SR. SIMONE: Yeah. That’s a good way to say it. I think the great gift of the bus — among the great gifts of the bus, are that it put us in contact with folks all over the country. And we became a way for them to find hope, to find community, to come together. On this last bus trip this past fall on voter turnout, we — everybody who pledged to vote got to sign the bus. That became like magic, magic. And I was with some people in Chicago — some sisters in Chicago who had been with us in Chicago. And they had looked on the bus to find their sisters from Iowa who had signed the bus earlier. And who else did they know? And then by the time we got to Colorado, the thing was filled. And so everybody’s looking for friends and — so it became a rolling experience of community. And that’s the piece that I think the bus is about because all are welcome on the bus. And that is something that is missing, missing deeply in our nation right now that all could be welcome.

MS. TIPPETT: I really like the way you talk about being for the 100 percent. You know? I mean, in some ways, a lot of the issues you take up and the policies you take up are maybe, in a superficial way, associated with this language of the 99 percent, which had its moment and it’s had its meaning.

SR. SIMONE: Right. Well, and it set it up for me to be able to say the 100 percent. It’s perfect.

MS. TIPPETT: But yeah. Exactly. Set it up. But that you do — you talk about “we the people,” and you talk about being for the 100 percent.

SR. SIMONE: Well, it’s because everybody’s story has a place. But no one should be dominating the rest of the community. And that piece is — I got this chance to talk — we’re doing business roundtables, and I got this chance to talk to some entrepreneur, C.E.O. types. And so I got to ask them finally this question that I’ve been really wondering about which was — the report was that the average C.E.O. of a publicly traded company got $10 million in salary a year, and they were going for 11 million. And so I got to ask them, “Well guys, I’m kind of curious about this. Is it that they’re not getting by on 10 million that they need 11 million? I don’t get it.” And this one guy said, just like this — he said, “Oh, no Sister Simone. That’s not it. It’s not about the money.” He said, “It’s — we’re very competitive. And we want to win. And money just happens to be the current measure of winning.” And then I think, well, could we have a measure that’s a little less toxic?

[laughter]

Because that’s it. It’s not that they want to hoard this money, they want to win. And so if we can understand for the common good what is underlying their desire, and then we could find some other measures that would free up money, so they pay some decent wages for heaven’s sakes. So anyway, it was an interesting conversation. But seeing — having the curiosity to see their perspective allows for finding new solutions. Because if we just fight and resist — this is the other piece about contemplative life. If we just fight against something, it reinforces it.

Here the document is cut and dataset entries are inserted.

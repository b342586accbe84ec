//! Byte-level reader and writer for the canonical binary formats.
//!
//! Every transaction codec in this crate goes through [`ByteReader`] and
//! [`ByteWriter`]. The reader is a cursor whose every operation returns a
//! `Result` on underflow, so a truncated or malicious buffer surfaces a
//! typed [`DecodeError`] instead of a slice panic. All multi-byte integers
//! are big-endian on the wire.

use crate::error::DecodeError;

// ---------------------------------------------------------------------------
// ByteReader
// ---------------------------------------------------------------------------

/// A bounds-checked cursor over an untrusted byte slice.
#[derive(Debug, Clone)]
pub struct ByteReader<'a> {
    data: &'a [u8],
    pos: usize,
}

impl<'a> ByteReader<'a> {
    /// Creates a reader positioned at the start of `data`.
    pub fn new(data: &'a [u8]) -> Self {
        Self { data, pos: 0 }
    }

    /// Number of bytes consumed so far.
    pub fn position(&self) -> usize {
        self.pos
    }

    /// Number of bytes left to read.
    pub fn remaining(&self) -> usize {
        self.data.len() - self.pos
    }

    /// Returns `true` when the reader is exhausted.
    pub fn is_empty(&self) -> bool {
        self.remaining() == 0
    }

    fn take(&mut self, n: usize) -> Result<&'a [u8], DecodeError> {
        if self.remaining() < n {
            return Err(DecodeError::Underflow {
                needed: n,
                remaining: self.remaining(),
            });
        }
        let slice = &self.data[self.pos..self.pos + n];
        self.pos += n;
        Ok(slice)
    }

    /// Returns the next byte without consuming it.
    pub fn peek_u8(&self) -> Result<u8, DecodeError> {
        if self.remaining() < 1 {
            return Err(DecodeError::Underflow {
                needed: 1,
                remaining: 0,
            });
        }
        Ok(self.data[self.pos])
    }

    pub fn read_u8(&mut self) -> Result<u8, DecodeError> {
        Ok(self.take(1)?[0])
    }

    pub fn read_u16(&mut self) -> Result<u16, DecodeError> {
        let b = self.take(2)?;
        Ok(u16::from_be_bytes([b[0], b[1]]))
    }

    pub fn read_u32(&mut self) -> Result<u32, DecodeError> {
        let b = self.take(4)?;
        Ok(u32::from_be_bytes([b[0], b[1], b[2], b[3]]))
    }

    pub fn read_u64(&mut self) -> Result<u64, DecodeError> {
        let b = self.take(8)?;
        Ok(u64::from_be_bytes([
            b[0], b[1], b[2], b[3], b[4], b[5], b[6], b[7],
        ]))
    }

    pub fn read_i64(&mut self) -> Result<i64, DecodeError> {
        Ok(self.read_u64()? as i64)
    }

    /// Reads a boolean encoded as a single `0x00`/`0x01` byte. Any other
    /// value is a decode error, not a truthy byte.
    pub fn read_bool(&mut self) -> Result<bool, DecodeError> {
        match self.read_u8()? {
            0 => Ok(false),
            1 => Ok(true),
            got => Err(DecodeError::UnknownDiscriminant {
                entity: "boolean",
                got,
            }),
        }
    }

    /// Reads exactly `n` bytes.
    pub fn read_bytes(&mut self, n: usize) -> Result<&'a [u8], DecodeError> {
        self.take(n)
    }

    /// Reads a fixed-size array.
    pub fn read_array<const N: usize>(&mut self) -> Result<[u8; N], DecodeError> {
        let slice = self.take(N)?;
        let mut out = [0u8; N];
        out.copy_from_slice(slice);
        Ok(out)
    }

    /// Reads a `u16`-length-prefixed byte string.
    pub fn read_u16_bytes(&mut self) -> Result<Vec<u8>, DecodeError> {
        let len = self.read_u16()? as usize;
        Ok(self.take(len)?.to_vec())
    }

    /// Reads a `u32`-length-prefixed byte string.
    pub fn read_u32_bytes(&mut self) -> Result<Vec<u8>, DecodeError> {
        let len = self.read_u32()? as usize;
        Ok(self.take(len)?.to_vec())
    }

    /// Reads a `u16`-length-prefixed UTF-8 string.
    pub fn read_u16_string(&mut self, entity: &'static str) -> Result<String, DecodeError> {
        let bytes = self.read_u16_bytes()?;
        String::from_utf8(bytes).map_err(|_| DecodeError::InvalidUtf8(entity))
    }

    /// Reads a `u32`-length-prefixed UTF-8 string.
    pub fn read_u32_string(&mut self, entity: &'static str) -> Result<String, DecodeError> {
        let bytes = self.read_u32_bytes()?;
        String::from_utf8(bytes).map_err(|_| DecodeError::InvalidUtf8(entity))
    }

    /// Returns the unread tail without consuming it.
    pub fn rest(&self) -> &'a [u8] {
        &self.data[self.pos..]
    }

    /// Errors unless the reader consumed the whole buffer.
    pub fn expect_end(&self) -> Result<(), DecodeError> {
        if self.remaining() != 0 {
            return Err(DecodeError::TrailingBytes {
                count: self.remaining(),
            });
        }
        Ok(())
    }
}

// ---------------------------------------------------------------------------
// ByteWriter
// ---------------------------------------------------------------------------

/// Growable buffer with the write-side mirror of [`ByteReader`].
///
/// Writing cannot fail; determinism is the only contract. Identical field
/// values must produce identical bytes, because the output feeds signing
/// and ID derivation.
#[derive(Debug, Default)]
pub struct ByteWriter {
    buf: Vec<u8>,
}

impl ByteWriter {
    pub fn new() -> Self {
        Self { buf: Vec::new() }
    }

    pub fn with_capacity(capacity: usize) -> Self {
        Self {
            buf: Vec::with_capacity(capacity),
        }
    }

    pub fn len(&self) -> usize {
        self.buf.len()
    }

    pub fn is_empty(&self) -> bool {
        self.buf.is_empty()
    }

    pub fn write_u8(&mut self, v: u8) {
        self.buf.push(v);
    }

    pub fn write_u16(&mut self, v: u16) {
        self.buf.extend_from_slice(&v.to_be_bytes());
    }

    pub fn write_u32(&mut self, v: u32) {
        self.buf.extend_from_slice(&v.to_be_bytes());
    }

    pub fn write_u64(&mut self, v: u64) {
        self.buf.extend_from_slice(&v.to_be_bytes());
    }

    pub fn write_bool(&mut self, v: bool) {
        self.buf.push(u8::from(v));
    }

    pub fn write_bytes(&mut self, bytes: &[u8]) {
        self.buf.extend_from_slice(bytes);
    }

    /// Writes a `u16` length prefix followed by the bytes. The caller is
    /// responsible for having validated that `bytes.len()` fits in a `u16`.
    pub fn write_u16_bytes(&mut self, bytes: &[u8]) {
        self.write_u16(bytes.len() as u16);
        self.write_bytes(bytes);
    }

    pub fn write_u32_bytes(&mut self, bytes: &[u8]) {
        self.write_u32(bytes.len() as u32);
        self.write_bytes(bytes);
    }

    pub fn write_u16_string(&mut self, s: &str) {
        self.write_u16_bytes(s.as_bytes());
    }

    pub fn write_u32_string(&mut self, s: &str) {
        self.write_u32_bytes(s.as_bytes());
    }

    pub fn into_vec(self) -> Vec<u8> {
        self.buf
    }

    pub fn as_slice(&self) -> &[u8] {
        &self.buf
    }
}
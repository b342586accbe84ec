//! The multi-proof authentication list attached to modern transactions.
//!
//! Wire form: `version(1) | u16 count | count x (u16 length | bytes)`. At
//! most 8 proofs, each at most 64 bytes. Position 0 is by convention the
//! sender's signature for plain accounts; script-guarded accounts may fill
//! further positions with script-specific material this layer treats as
//! opaque.

use serde::Deserialize;
use std::fmt;

use crate::codec::{ByteReader, ByteWriter};
use crate::config::{MAX_PROOFS, MAX_PROOF_SIZE, PROOFS_VERSION, SIGNATURE_SIZE};
use crate::crypto::{self, PublicKey, SecretKey, Signature};
use crate::error::{CryptoError, DecodeError};

/// Ordered list of opaque authentication byte strings.
#[derive(Debug, Clone, PartialEq, Eq)]
pub struct Proofs {
    pub version: u8,
    pub proofs: Vec<Vec<u8>>,
}

impl Default for Proofs {
    fn default() -> Self {
        Self::new()
    }
}

impl Proofs {
    /// An empty proofs list at the current format version.
    pub fn new() -> Self {
        Self {
            version: PROOFS_VERSION,
            proofs: Vec::new(),
        }
    }

    pub fn from_list(proofs: Vec<Vec<u8>>) -> Self {
        Self {
            version: PROOFS_VERSION,
            proofs,
        }
    }

    pub fn len(&self) -> usize {
        self.proofs.len()
    }

    pub fn is_empty(&self) -> bool {
        self.proofs.is_empty()
    }

    /// Signs `body` and stores the signature as the only proof. Re-signing
    /// resets the list rather than appending: slot 0 is the implicit
    /// signature slot for plain accounts.
    pub fn sign(&mut self, secret_key: &SecretKey, body: &[u8]) {
        let signature = crypto::sign(secret_key, body);
        self.version = PROOFS_VERSION;
        self.proofs = vec![signature.as_bytes().to_vec()];
    }

    /// Verifies the proof at slot 0 as a signature over `body`.
    ///
    /// Returns `Ok(false)` for a well-formed but non-matching signature.
    /// An empty list or a slot-0 proof of the wrong size is an error: the
    /// material is absent or malformed rather than merely wrong.
    pub fn verify(&self, public_key: &PublicKey, body: &[u8]) -> Result<bool, CryptoError> {
        let first = self.proofs.first().ok_or(CryptoError::EmptyProofs)?;
        if first.len() != SIGNATURE_SIZE {
            return Err(CryptoError::MalformedSignature(format!(
                "proof 0 has {} bytes, a signature needs {SIGNATURE_SIZE}",
                first.len()
            )));
        }
        let signature =
            Signature::from_slice(first).map_err(|e| CryptoError::MalformedSignature(e.to_string()))?;
        Ok(crypto::verify(public_key, &signature, body))
    }

    /// Encoded size of the proofs blob.
    pub fn len_bytes(&self) -> usize {
        3 + self.proofs.iter().map(|p| 2 + p.len()).sum::<usize>()
    }

    pub fn write_to(&self, writer: &mut ByteWriter) {
        writer.write_u8(self.version);
        writer.write_u16(self.proofs.len() as u16);
        for proof in &self.proofs {
            writer.write_u16_bytes(proof);
        }
    }

    pub fn marshal_binary(&self) -> Vec<u8> {
        let mut w = ByteWriter::with_capacity(self.len_bytes());
        self.write_to(&mut w);
        w.into_vec()
    }

    /// Decodes a proofs blob, enforcing the format version and the count
    /// and per-proof size caps. Truncation at any point is a typed error.
    pub fn read_from(reader: &mut ByteReader<'_>) -> Result<Self, DecodeError> {
        let version = reader.read_u8()?;
        if version != PROOFS_VERSION {
            return Err(DecodeError::InvalidVersion {
                entity: "proofs",
                expected: PROOFS_VERSION,
                got: version,
            });
        }
        let count = reader.read_u16()? as usize;
        if count > MAX_PROOFS {
            return Err(DecodeError::LimitExceeded {
                entity: "proofs",
                limit: MAX_PROOFS,
                got: count,
            });
        }
        let mut proofs = Vec::with_capacity(count);
        for _ in 0..count {
            let proof = reader.read_u16_bytes()?;
            if proof.len() > MAX_PROOF_SIZE {
                return Err(DecodeError::LimitExceeded {
                    entity: "proof",
                    limit: MAX_PROOF_SIZE,
                    got: proof.len(),
                });
            }
            proofs.push(proof);
        }
        Ok(Self { version, proofs })
    }

    pub fn unmarshal_binary(data: &[u8]) -> Result<Self, DecodeError> {
        Self::read_from(&mut ByteReader::new(data))
    }
}

/// Presents a legacy signature as a one-element proofs list, the forward-
/// compatible view used at the canonical boundary.
impl From<Signature> for Proofs {
    fn from(signature: Signature) -> Self {
        Self {
            version: PROOFS_VERSION,
            proofs: vec![signature.as_bytes().to_vec()],
        }
    }
}

impl fmt::Display for Proofs {
    fn fmt(&self, f: &mut fmt::Formatter<'_>) -> fmt::Result {
        write!(f, "[")?;
        for (i, proof) in self.proofs.iter().enumerate() {
            if i > 0 {
                write!(f, ", ")?;
            }
            write!(f, "{}", bs58::encode(proof).into_string())?;
        }
        write!(f, "]")
    }
}

impl serde::Serialize for Proofs {
    fn serialize<S: serde::Serializer>(&self, serializer: S) -> Result<S::Ok, S::Error> {
        use serde::ser::SerializeSeq;
        let mut seq = serializer.serialize_seq(Some(self.proofs.len()))?;
        for proof in &self.proofs {
            seq.serialize_element(&bs58::encode(proof).into_string())?;
        }
        seq.end()
    }
}

impl<'de> serde::Deserialize<'de> for Proofs {
    fn deserialize<D: serde::Deserializer<'de>>(deserializer: D) -> Result<Self, D::Error> {
        let strings = Vec::<String>::deserialize(deserializer)?;
        let mut proofs = Vec::with_capacity(strings.len());
        for s in strings {
            proofs.push(
                bs58::decode(&s)
                    .into_vec()
                    .map_err(serde::de::Error::custom)?,
            );
        }
        Ok(Self::from_list(proofs))
    }
}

MS. TIPPETT: You wrote, “Staying open-handed, treasuring but not grasping, is critical to the contemplative stance. I also believe that’s how we have to think of our economic life together.”

SR. SIMONE: Yes.

MS. TIPPETT: That’s a really intriguing statement. Say some more.

SR. SIMONE: Well, if we’re open-handed, then I know a few things. One is no guarantees. All is fragile. It’s all gift. And it also needs to be shared. And being willing to share what I have or what I have been given then becomes the way that we can really engage each other. And one of the pieces that gets lost is it’s as much monetary as it is our stories. And that creates the bond of community where then the economy is better because we build each other up. How could I leave you out if I’ve heard your story? I can’t. So I have to make sure you’re OK. Check in every now and then.

MS. TIPPETT: But you know, I mean, we’re kind of rediscovering story in all kinds of ways. But even stories get — they get woven artfully into political speeches, right? And so that’s not saying you’re wrong, but we still have to work…

SR. SIMONE: Well you know one of the problems with most of the stories in the political speeches is somebody else went out and found the story. And then it gets slipped into a politician’s talk. I mean, the president does it in the State of the Union. I’ve been asked for stories.

MS. TIPPETT: Right.

SR. SIMONE: But the problem is, is the real power of story is to let my heart be broken by the story, to hear it from you directly or to hear it from whoever directly. Then I’m never the same. And — as opposed to using it as a good shtick.

MS. TIPPETT: I mean, you tell a lot of stories of people you met on the road. And they’re the kind of stories that we’re becoming familiar with. Stories of good people who are working too many jobs and still not getting by. Stories of college students who are carrying way too much to be able to focus on that. Stories of people who don’t have the money to get the care they need and die too young. I am aware in myself and I think all around me, maybe, those of you in this room — there are so many of us are so anguished about these gulfs that seem to be growing in our society, in our community, and in our nation. And it’s not that we don’t care. You know, we care deeply. But we don’t know how to connect that care in meaningful, practical ways. To do something about it.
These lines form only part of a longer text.